Glioblastomas (GBM) are lethal brain tumors which are treated with conventional radiation (X-rays and gamma rays) or particle radiation (protons and carbon ions). Paradoxically, radiation is also a risk factor for GBM development, raising the possibility that radiotherapy of brain tumors could promote tumor recurrence or trigger secondary gliomas. In this study, we determined whether tumor suppressor losses commonly displayed by GBM patients confer susceptibility to radiation-induced glioma.
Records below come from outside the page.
//! Core library for the FINAURA site.
//!
//! Layout components, the page content table, page rendering, link
//! resolution and static export. Rendering is synchronous and pure; the
//! HTTP server and the CLI are thin shells around it.

pub mod assets;
pub mod components;
pub mod content;
pub mod error;
pub mod escape;
pub mod export;
pub mod links;
pub mod pages;
pub mod seo;

pub use pages::{render, render_not_found, RenderContext, Route};

/// Default target of the mailing-list form.
pub const DEFAULT_FORM_ENDPOINT: &str = "https://formspree.io/f/finaura";

/// Default canonical origin used in `sitemap.xml` and `robots.txt`.
pub const DEFAULT_SITE_URL: &str = "https://finaura.ch";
Mice with Nestin-Cre-driven deletions of Trp53 and Pten alleles were intracranially irradiated with X-rays or charged particles of increasing atomic number and linear energy transfer (LET). Mice with loss of one allele each of Trp53 and Pten did not develop spontaneous gliomas but were highly-susceptible to radiation-induced gliomagenesis. Tumor development frequency after exposure to high-LET particle radiation was significantly higher compared to X-rays, in accordance with the irreparability of DNA double-strand breaks (DSB) induced by high-LET radiation. All resultant gliomas, regardless of radiation quality, presented histopathological features of grade IV lesions and harbored populations of cancer stem-like cells with tumor-propagating properties. Furthermore, all tumors displayed concomitant loss of heterozygosity of Trp53 and Pten along with frequent amplification of the Met receptor tyrosine kinase, which conferred a stem cell phenotype to tumor cells. Our results demonstrate that radiation-induced DSB cooperate with pre-existing tumor suppressor losses to generate high grade gliomas. Moreover, our mouse model can be used for studies on radiation-induced development of GBM and therapeutic strategies.